= Nathaniel Fairfax =

English divine and physician

Nathaniel Fairfax (1637–1690) was an English divine and physician.

==Life==
Fairfax was born on 24 July 1637, the third and youngest son of Benjamin Fairfax, the ejected incumbent of Rumburgh, Suffolk, by his wife Sarah, daughter of Roger and Joane Galliard. The family claimed kindred with the Fairfaxes of Yorkshire. Nathaniel was educated at Corpus Christi College, Cambridge, as a member of which he proceeded M.A. in 1661. During the Commonwealth he was presented to the perpetual curacy of Willisham, Suffolk, whence he was ejected in 1662 for refusing to conform. He then turned his attention to physic as a means of livelihood, and took the degree of M.D. at Leyden in 1670, on which occasion he published his inaugural dissertation De Lumbricis.

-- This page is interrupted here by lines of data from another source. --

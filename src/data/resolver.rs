use super::PageNode;

/// result of matching a request path against the page tree
#[derive(Clone, Debug, PartialEq)]
pub enum ResolvedRoute<'a> {
    /// a page matched, with its ancestor chain ordered root to leaf
    Found {
        page: &'a PageNode,
        ancestors: Vec<&'a PageNode>,
    },

    /// no page anywhere in the tree matches the path
    NotFound,
}

/// Matches a request path against the page tree.
///
/// Pages are scanned in configuration order, parents before their
/// children, and the first exact match wins. Paths compare byte for
/// byte, so `/about` and `/about/` are different pages. The tree is
/// never modified, the ancestor chain is produced as output so that
/// concurrent requests can share one snapshot.
pub fn resolve<'a>(pages: &'a [PageNode], request_path: &str) -> ResolvedRoute<'a> {
    let mut ancestors = Vec::new();

    match find_match(pages, request_path, &mut ancestors) {
        Some(page) => ResolvedRoute::Found { page, ancestors },
        None => ResolvedRoute::NotFound,
    }
}

fn find_match<'a>(
    nodes: &'a [PageNode],
    request_path: &str,
    ancestors: &mut Vec<&'a PageNode>,
) -> Option<&'a PageNode> {
    for node in nodes {
        if node.path == request_path {
            return Some(node);
        }

        ancestors.push(node);
        if let Some(found) = find_match(&node.children, request_path, ancestors) {
            return Some(found);
        }
        ancestors.pop();
    }

    None
}

/// Visits every page in the tree in the same pre-order traversal the
/// resolver scans in.
pub fn walk<'a>(nodes: &'a [PageNode], visit: &mut dyn FnMut(&'a PageNode)) {
    for node in nodes {
        visit(node);
        walk(&node.children, visit);
    }
}

#[cfg(test)]
mod tests {
    use pretty_assertions::assert_eq;

    use super::*;

    fn site_pages() -> Vec<PageNode> {
        serde_json::from_value(serde_json::json!([
            { "path": "/", "template": "index.tt" },
            {
                "path": "/about",
                "template": "about.tt",
                "pages": [{ "path": "/about/team", "template": "team.tt" }],
            },
        ]))
        .unwrap()
    }

    #[test]
    fn test_resolves_root_page_without_ancestors() {
        let pages = site_pages();

        let ResolvedRoute::Found { page, ancestors } = resolve(&pages, "/about") else {
            panic!("expected a match for /about");
        };

        assert_eq!(page.template, "about.tt");
        assert!(ancestors.is_empty());
    }

    #[test]
    fn test_resolves_child_page_with_ancestor_chain() {
        let pages = site_pages();

        let ResolvedRoute::Found { page, ancestors } = resolve(&pages, "/about/team") else {
            panic!("expected a match for /about/team");
        };

        assert_eq!(page.template, "team.tt");
        assert_eq!(ancestors.len(), 1);
        assert_eq!(ancestors[0].path, "/about");
    }

    #[test]
    fn test_resolves_at_arbitrary_depth() {
        let pages: Vec<PageNode> = serde_json::from_value(serde_json::json!([{
            "path": "/docs",
            "template": "docs.tt",
            "pages": [{
                "path": "/docs/guide",
                "template": "guide.tt",
                "pages": [{ "path": "/docs/guide/setup", "template": "setup.tt" }],
            }],
        }]))
        .unwrap();

        let ResolvedRoute::Found { page, ancestors } = resolve(&pages, "/docs/guide/setup")
        else {
            panic!("expected a match for /docs/guide/setup");
        };

        assert_eq!(page.template, "setup.tt");
        let ancestor_paths: Vec<_> = ancestors.iter().map(|a| a.path.as_str()).collect();
        assert_eq!(ancestor_paths, vec!["/docs", "/docs/guide"]);
    }

    #[test]
    fn test_unknown_path_is_not_found() {
        let pages = site_pages();

        assert_eq!(resolve(&pages, "/missing"), ResolvedRoute::NotFound);
    }

    #[test]
    fn test_empty_tree_resolves_nothing() {
        assert_eq!(resolve(&[], "/"), ResolvedRoute::NotFound);
    }

    #[test]
    fn test_matching_is_exact() {
        let pages = site_pages();

        assert_eq!(resolve(&pages, "/About"), ResolvedRoute::NotFound);
        assert_eq!(resolve(&pages, "/about/"), ResolvedRoute::NotFound);
        assert_eq!(resolve(&pages, "about"), ResolvedRoute::NotFound);
    }

    #[test]
    fn test_resolution_is_idempotent_and_pure() {
        let pages = site_pages();
        let snapshot = pages.clone();

        let first = resolve(&pages, "/about/team");
        let second = resolve(&pages, "/about/team");

        assert_eq!(first, second);
        assert_eq!(pages, snapshot);
    }

    #[test]
    fn test_walk_visits_pages_in_configuration_order() {
        let pages = site_pages();
        let mut visited = Vec::new();

        walk(&pages, &mut |page| visited.push(page.path.as_str()));

        assert_eq!(visited, vec!["/", "/about", "/about/team"]);
    }
}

He removed to England and practised at Woodbridge, Suffolk. There he wrote A Treatise of the Bulk and Selvedge of the World. Wherein the Greatness, Littleness, and Lastingness of Bodies are Freely Handled. With an Answer to Tentamine [sic: Tentamina] de Deo, by [[w:Samuel Parker (bishop of Oxford)|S[amuel] P[arker]]] D.D. (1674), which is curious for the affected exclusion of all words borrowed from the learned languages. Although he was never a fellow, Fairfax contributed some papers to the Philosophical Transactions of the Royal Society, among them one giving "instances of peculiarities of nature both in men and brutes".

He died on 12 June 1690 and was buried at Woodbridge. He was twice married. By his first wife, Elizabeth Blackerby, he had four sons and four daughters, of whom one son, Blackerby Fairfax, and three daughters only, survived him.